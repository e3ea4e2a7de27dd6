//! Database record structures.
//!
//! Each entity has a create request, an update request carrying only mutable scalar fields, and
//! a response hydrated according to the entity's preload graph (see [`crate::db::preload`]).
//! Owned collections such as regions and access grants never appear in update requests; they
//! are changed through their own operations.

use std::collections::BTreeMap;

pub mod access;
pub mod cloud_credentials;
pub mod clouds;
pub mod controllers;
pub mod identities;
pub mod models;

/// Free-form configuration attached to clouds, regions and controllers.
pub type ConfigMap = BTreeMap<String, serde_json::Value>;
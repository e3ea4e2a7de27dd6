//! Database models for models hosted on controllers.

use crate::db::models::access::AccessGrant;
use crate::db::models::cloud_credentials::CloudCredentialDBResponse;
use crate::db::models::clouds::CloudRegionDBResponse;
use crate::db::models::controllers::ControllerDBResponse;
use crate::db::models::identities::IdentityDBResponse;
use crate::types::{CloudCredentialId, CloudRegionId, ControllerId, ModelId};
use chrono::{DateTime, Utc};
use serde::{Deserialize, Serialize};
use uuid::Uuid;

/// Life cycle of a model as reported by its controller.
#[derive(Debug, Clone, Copy, Default, PartialEq, Eq, Hash, Serialize, Deserialize, sqlx::Type)]
#[sqlx(type_name = "text", rename_all = "kebab-case")]
#[serde(rename_all = "kebab-case")]
pub enum Life {
    #[default]
    Alive,
    Dying,
    Dead,
    MigratingInternal,
    MigratingAway,
}

/// Last status reported for a model.
#[derive(Debug, Clone, Default, PartialEq, Eq, Serialize, Deserialize)]
pub struct ModelStatus {
    pub status: String,
    pub info: String,
    pub since: Option<DateTime<Utc>>,
    pub version: String,
}

/// Support level agreement for a model.
#[derive(Debug, Clone, Default, PartialEq, Eq, Serialize, Deserialize)]
pub struct Sla {
    pub level: String,
    pub owner: String,
}

/// Database request for creating a new model.
///
/// The caller is responsible for choosing a region and credential on the same cloud.
#[derive(Debug, Clone, PartialEq, Serialize, Deserialize)]
pub struct ModelCreateDBRequest {
    /// `None` until the controller has provisioned the model.
    pub uuid: Option<Uuid>,
    pub name: String,
    pub owner_identity_name: String,
    pub controller_id: ControllerId,
    pub cloud_region_id: CloudRegionId,
    pub cloud_credential_id: CloudCredentialId,
    pub model_type: String,
    pub is_controller: bool,
    pub default_series: String,
    pub life: Life,
    pub status: ModelStatus,
    pub sla: Sla,
    pub cores: i64,
    pub machines: i64,
    pub units: i64,
}

impl ModelCreateDBRequest {
    pub fn new(
        name: impl Into<String>,
        owner_identity_name: impl Into<String>,
        controller_id: ControllerId,
        cloud_region_id: CloudRegionId,
        cloud_credential_id: CloudCredentialId,
    ) -> Self {
        Self {
            uuid: None,
            name: name.into(),
            owner_identity_name: owner_identity_name.into(),
            controller_id,
            cloud_region_id,
            cloud_credential_id,
            model_type: String::new(),
            is_controller: false,
            default_series: String::new(),
            life: Life::Alive,
            status: ModelStatus::default(),
            sla: Sla::default(),
            cores: 0,
            machines: 0,
            units: 0,
        }
    }
}

/// Database request for overwriting a model's scalar fields.
///
/// Name and owner are fixed at creation; the controller and credential may change when a model
/// is migrated or its credential replaced.
#[derive(Debug, Clone, PartialEq, Serialize, Deserialize)]
pub struct ModelUpdateDBRequest {
    pub uuid: Option<Uuid>,
    pub controller_id: ControllerId,
    pub cloud_credential_id: CloudCredentialId,
    pub model_type: String,
    pub is_controller: bool,
    pub default_series: String,
    pub life: Life,
    pub status: ModelStatus,
    pub sla: Sla,
    pub cores: i64,
    pub machines: i64,
    pub units: i64,
}

impl From<&ModelDBResponse> for ModelUpdateDBRequest {
    fn from(model: &ModelDBResponse) -> Self {
        Self {
            uuid: model.uuid,
            controller_id: model.controller_id,
            cloud_credential_id: model.cloud_credential_id,
            model_type: model.model_type.clone(),
            is_controller: model.is_controller,
            default_series: model.default_series.clone(),
            life: model.life,
            status: model.status.clone(),
            sla: model.sla.clone(),
            cores: model.cores,
            machines: model.machines,
            units: model.units,
        }
    }
}

/// Database response for a model
#[derive(Debug, Clone, PartialEq, Serialize, Deserialize)]
pub struct ModelDBResponse {
    pub id: ModelId,
    pub uuid: Option<Uuid>,
    pub name: String,
    pub owner_identity_name: String,
    pub controller_id: ControllerId,
    pub cloud_region_id: CloudRegionId,
    pub cloud_credential_id: CloudCredentialId,
    pub model_type: String,
    pub is_controller: bool,
    pub default_series: String,
    pub life: Life,
    pub status: ModelStatus,
    pub sla: Sla,
    pub cores: i64,
    pub machines: i64,
    pub units: i64,
    pub created_at: DateTime<Utc>,
    pub updated_at: DateTime<Utc>,
    pub owner: Option<IdentityDBResponse>,
    pub controller: Option<ControllerDBResponse>,
    pub cloud_region: Option<CloudRegionDBResponse>,
    pub cloud_credential: Option<CloudCredentialDBResponse>,
    pub grants: Vec<AccessGrant>,
}
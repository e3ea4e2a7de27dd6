//! Base repository trait for entity stores.

/// Contains the Repository trait.
///
/// A repository is the data access layer for one aggregate. It provides insert-only creation,
/// lookup by natural key, overwrite of mutable scalar fields, and deletion. Iteration and the
/// aggregate-specific operations (grants, merges, lookups by secondary key) are inherent methods
/// on each store.
///
/// Every method takes an [`OpContext`] and is gated by the store's readiness state.
use crate::db::context::OpContext;
use crate::db::errors::Result;

/// Base repository trait providing common database operations
///
/// This trait has separate associated types for create requests, update requests, and responses.
#[async_trait::async_trait]
pub trait Repository {
    /// The request type for creating entities
    type CreateRequest: Sync;

    /// The request type for updating entities. Carries scalar fields only.
    type UpdateRequest: Sync;

    /// The hydrated type returned by operations
    type Response;

    /// The natural key used for lookups
    type Key: ?Sized + Sync;

    /// Insert a new entity. Fails AlreadyExists if its natural key is taken.
    async fn add(&self, ctx: &OpContext, request: &Self::CreateRequest) -> Result<Self::Response>;

    /// Get an entity by key, with its preload graph. Fails NotFound if absent.
    async fn get(&self, ctx: &OpContext, key: &Self::Key) -> Result<Self::Response>;

    /// Overwrite an entity's mutable scalar fields. Fails NotFound if absent.
    async fn update(&self, ctx: &OpContext, key: &Self::Key, request: &Self::UpdateRequest) -> Result<Self::Response>;

    /// Delete an entity by key. Fails NotFound if absent.
    async fn delete(&self, ctx: &OpContext, key: &Self::Key) -> Result<()>;
}
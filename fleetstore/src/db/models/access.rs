//! Access levels and the grant rows joining identities to clouds, models and credentials.

use chrono::{DateTime, Utc};
use serde::{Deserialize, Serialize};
use std::fmt;
use std::str::FromStr;

use crate::db::models::identities::IdentityDBResponse;

/// Access level carried by an access grant, or an identity's controller-wide default.
///
/// There is no "no access" level: revoking access removes the grant row.
#[derive(Debug, Clone, Copy, PartialEq, Eq, Hash, PartialOrd, Ord, Serialize, Deserialize, sqlx::Type)]
#[sqlx(type_name = "text", rename_all = "kebab-case")]
#[serde(rename_all = "kebab-case")]
pub enum AccessLevel {
    Login,
    AddModel,
    Superuser,
    Read,
    Write,
    Admin,
}

impl AccessLevel {
    pub fn as_str(&self) -> &'static str {
        match self {
            AccessLevel::Login => "login",
            AccessLevel::AddModel => "add-model",
            AccessLevel::Superuser => "superuser",
            AccessLevel::Read => "read",
            AccessLevel::Write => "write",
            AccessLevel::Admin => "admin",
        }
    }
}

impl fmt::Display for AccessLevel {
    fn fmt(&self, f: &mut fmt::Formatter<'_>) -> fmt::Result {
        f.write_str(self.as_str())
    }
}

impl FromStr for AccessLevel {
    type Err = String;

    fn from_str(s: &str) -> Result<Self, Self::Err> {
        match s {
            "login" => Ok(AccessLevel::Login),
            "add-model" => Ok(AccessLevel::AddModel),
            "superuser" => Ok(AccessLevel::Superuser),
            "read" => Ok(AccessLevel::Read),
            "write" => Ok(AccessLevel::Write),
            "admin" => Ok(AccessLevel::Admin),
            other => Err(format!("unknown access level {other:?}")),
        }
    }
}

/// A stored grant, as returned with its object.
#[derive(Debug, Clone, PartialEq, Serialize, Deserialize)]
pub struct AccessGrant {
    pub identity_name: String,
    pub access: AccessLevel,
    /// Only tracked for model grants.
    pub last_connection: Option<DateTime<Utc>>,
    pub created_at: DateTime<Utc>,
    pub updated_at: DateTime<Utc>,
    /// Loaded when the graph includes `grants.identity`.
    pub identity: Option<IdentityDBResponse>,
}

/// A grant as supplied in a synchronization snapshot.
#[derive(Debug, Clone, PartialEq, Eq, Serialize, Deserialize)]
pub struct GrantSpec {
    pub identity_name: String,
    pub access: AccessLevel,
}

impl GrantSpec {
    pub fn new(identity_name: impl Into<String>, access: AccessLevel) -> Self {
        Self {
            identity_name: identity_name.into(),
            access,
        }
    }
}
#[cfg(test)]
mod tests {
    use super::*;
    use crate::db::database::StoreSettings;
    use crate::db::errors::ErrorCode;
    use crate::test_utils::{create_test_cloud, migrated_database, migrated_database_with};
    use sqlx::PgPool;

    #[sqlx::test(migrations = false)]
    #[test_log::test]
    async fn test_get_identity_creates_on_first_reference(pool: PgPool) {
        let db = migrated_database_with(
            pool.clone(),
            StoreSettings {
                default_controller_access: AccessLevel::Login,
                ..Default::default()
            },
        )
        .await;
        let ctx = OpContext::background();

        let first = db.identities().get_identity(&ctx, "new@x").await.unwrap();
        assert_eq!(first.name, "new@x");
        assert_eq!(first.display_name, "new");
        assert_eq!(first.controller_access, AccessLevel::Login);
        assert!(!first.disabled);

        let second = db.identities().get_identity(&ctx, "new@x").await.unwrap();
        assert_eq!(first, second);

        let count: i64 = sqlx::query_scalar("SELECT COUNT(*) FROM identities WHERE name = 'new@x'")
            .fetch_one(&pool)
            .await
            .unwrap();
        assert_eq!(count, 1);
    }

    #[sqlx::test(migrations = false)]
    #[test_log::test]
    async fn test_empty_name_is_not_found(pool: PgPool) {
        let db = migrated_database(pool).await;
        let ctx = OpContext::background();

        let err = db.identities().get_identity(&ctx, "").await.unwrap_err();
        assert_eq!(err.code(), ErrorCode::NotFound);
        let err = db.identities().get(&ctx, "").await.unwrap_err();
        assert_eq!(err.code(), ErrorCode::NotFound);
    }

    #[sqlx::test(migrations = false)]
    #[test_log::test]
    async fn test_get_does_not_create(pool: PgPool) {
        let db = migrated_database(pool).await;
        let ctx = OpContext::background();

        let err = db.identities().get(&ctx, "nobody@example.com").await.unwrap_err();
        assert_eq!(err.code(), ErrorCode::NotFound);
        assert_eq!(err.op(), "identities.get");
    }

    #[sqlx::test(migrations = false)]
    #[test_log::test]
    async fn test_names_are_sanitised(pool: PgPool) {
        let db = migrated_database(pool).await;
        let ctx = OpContext::background();

        let identity = db.identities().get_identity(&ctx, "a_b@example.com").await.unwrap();
        assert_eq!(identity.name, sanitise_identity_name("a_b@example.com"));
        assert!(identity.name.starts_with("a-b"));

        // The raw name resolves to the same record
        let fetched = db.identities().get(&ctx, "a_b@example.com").await.unwrap();
        assert_eq!(fetched.id, identity.id);
    }

    #[sqlx::test(migrations = false)]
    #[test_log::test]
    async fn test_add_twice_is_already_exists(pool: PgPool) {
        let db = migrated_database(pool).await;
        let ctx = OpContext::background();

        let request = IdentityCreateDBRequest {
            display_name: Some("Alice".to_string()),
            controller_access: Some(AccessLevel::Superuser),
            ..IdentityCreateDBRequest::new("alice@example.com")
        };
        let added = db.identities().add(&ctx, &request).await.unwrap();
        assert_eq!(added.display_name, "Alice");
        assert_eq!(added.controller_access, AccessLevel::Superuser);

        let fetched = db.identities().get(&ctx, "alice@example.com").await.unwrap();
        assert_eq!(added, fetched);

        let err = db.identities().add(&ctx, &request).await.unwrap_err();
        assert_eq!(err.code(), ErrorCode::AlreadyExists);
        assert!(err.to_string().contains("alice@example.com"));
    }

    #[sqlx::test(migrations = false)]
    #[test_log::test]
    async fn test_update_overwrites_scalars(pool: PgPool) {
        let db = migrated_database(pool).await;
        let ctx = OpContext::background();

        let identity = db.identities().get_identity(&ctx, "bob@example.com").await.unwrap();
        let login = Utc::now();
        let update = IdentityUpdateDBRequest {
            display_name: "Bob B".to_string(),
            last_login: Some(login),
            disabled: true,
            ..IdentityUpdateDBRequest::from(&identity)
        };
        let updated = db.identities().update(&ctx, "bob@example.com", &update).await.unwrap();
        assert_eq!(updated.display_name, "Bob B");
        assert!(updated.disabled);
        assert_eq!(
            updated.last_login.map(|t| t.timestamp_micros()),
            Some(login.timestamp_micros())
        );

        // Empty display name falls back to the default
        let update = IdentityUpdateDBRequest {
            display_name: String::new(),
            ..IdentityUpdateDBRequest::from(&updated)
        };
        let updated = db.identities().update(&ctx, "bob@example.com", &update).await.unwrap();
        assert_eq!(updated.display_name, "bob");

        let err = db
            .identities()
            .update(&ctx, "missing@example.com", &update)
            .await
            .unwrap_err();
        assert_eq!(err.code(), ErrorCode::NotFound);
    }

    #[sqlx::test(migrations = false)]
    #[test_log::test]
    async fn test_delete(pool: PgPool) {
        let db = migrated_database(pool).await;
        let ctx = OpContext::background();

        db.identities().get_identity(&ctx, "carol@example.com").await.unwrap();
        db.identities().delete(&ctx, "carol@example.com").await.unwrap();

        let err = db.identities().get(&ctx, "carol@example.com").await.unwrap_err();
        assert_eq!(err.code(), ErrorCode::NotFound);
        let err = db.identities().delete(&ctx, "carol@example.com").await.unwrap_err();
        assert_eq!(err.code(), ErrorCode::NotFound);
    }

    #[sqlx::test(migrations = false)]
    #[test_log::test]
    async fn test_for_each_in_name_order_and_aborts(pool: PgPool) {
        let db = migrated_database(pool).await;
        let ctx = OpContext::background();

        for name in ["c@example.com", "a@example.com", "b@example.com"] {
            db.identities().get_identity(&ctx, name).await.unwrap();
        }

        let mut seen = Vec::new();
        db.identities()
            .for_each(&ctx, |identity| {
                seen.push(identity.name.clone());
                Ok::<_, DbError>(())
            })
            .await
            .unwrap();
        assert_eq!(seen, vec!["a@example.com", "b@example.com", "c@example.com"]);

        #[derive(Debug)]
        enum VisitError {
            Stop(String),
            Store(DbError),
        }
        impl From<DbError> for VisitError {
            fn from(e: DbError) -> Self {
                VisitError::Store(e)
            }
        }

        let mut seen = Vec::new();
        let err = db
            .identities()
            .for_each(&ctx, |identity| {
                seen.push(identity.name.clone());
                if identity.name == "b@example.com" {
                    return Err(VisitError::Stop(identity.name.clone()));
                }
                Ok(())
            })
            .await
            .unwrap_err();
        assert!(matches!(err, VisitError::Stop(ref name) if name == "b@example.com"));
        assert_eq!(seen, vec!["a@example.com", "b@example.com"]);
    }

    #[sqlx::test(migrations = false)]
    #[test_log::test]
    async fn test_identity_clouds(pool: PgPool) {
        let db = migrated_database(pool).await;
        let ctx = OpContext::background();

        create_test_cloud(&db, "test-cloud", &["test-region"]).await;
        db.clouds()
            .update_grant(&ctx, "test-cloud", "dave@example.com", Some(AccessLevel::Admin))
            .await
            .unwrap();

        let clouds = db.identities().clouds(&ctx, "dave@example.com").await.unwrap();
        assert_eq!(clouds.len(), 1);
        assert_eq!(clouds[0].cloud.name, "test-cloud");
        assert_eq!(clouds[0].access, AccessLevel::Admin);
        // Shallow: no associations are loaded
        assert!(clouds[0].cloud.regions.is_empty());
        assert!(clouds[0].cloud.grants.is_empty());

        let none = db.identities().clouds(&ctx, "eve@example.com").await.unwrap();
        assert!(none.is_empty());
    }
}
use clap::Parser;
use fleetstore::db::Database;
use fleetstore::db::context::OpContext;
use fleetstore::{Config, telemetry};
use tokio_util::sync::CancellationToken;

/// Wait for shutdown signal (SIGTERM or Ctrl+C)
async fn shutdown_signal() {
    use tokio::signal;

    let ctrl_c = async {
        signal::ctrl_c().await.expect("Failed to install Ctrl+C handler");
    };

    #[cfg(unix)]
    let terminate = async {
        signal::unix::signal(signal::unix::SignalKind::terminate())
            .expect("Failed to install SIGTERM handler")
            .recv()
            .await;
    };

    #[cfg(not(unix))]
    let terminate = std::future::pending::<()>();

    tokio::select! {
        _ = ctrl_c => {
            tracing::info!("Received Ctrl+C, abandoning migration...");
        },
        _ = terminate => {
            tracing::info!("Received SIGTERM, abandoning migration...");
        },
    }
}

#[tokio::main]
async fn main() -> anyhow::Result<()> {
    // Parse CLI args
    let args = fleetstore::config::Args::parse();

    // Load configuration
    let config = Config::load(&args)?;

    // If --validate flag is set, exit successfully after config validation
    if args.validate {
        println!("Configuration is valid.");
        return Ok(());
    }

    telemetry::init_telemetry(config.enable_otel_export)?;

    tracing::debug!("{:?}", args);

    let pool = fleetstore::connect_pool(&config).await?;
    let db = Database::new(pool, config.store_settings());

    // A signal abandons the migration in flight
    let token = CancellationToken::new();
    let ctx = OpContext::with_cancellation(token.clone());
    let watcher = tokio::spawn(async move {
        shutdown_signal().await;
        token.cancel();
    });

    if args.reset {
        tracing::warn!("--reset given: dropping all store tables before migrating");
    }
    let result = db.migrate(&ctx, args.reset).await;
    watcher.abort();

    if result.is_ok() {
        tracing::info!(state = ?db.state(), "Store schema is up to date");
    }
    telemetry::shutdown_telemetry();
    Ok(result?)
}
━━━━
Using the listing above, show each line holding the string "lookups".

Response:
/// aggregate-specific operations (grants, merges, lookups by secondary key) are inherent methods
    /// The natural key used for lookups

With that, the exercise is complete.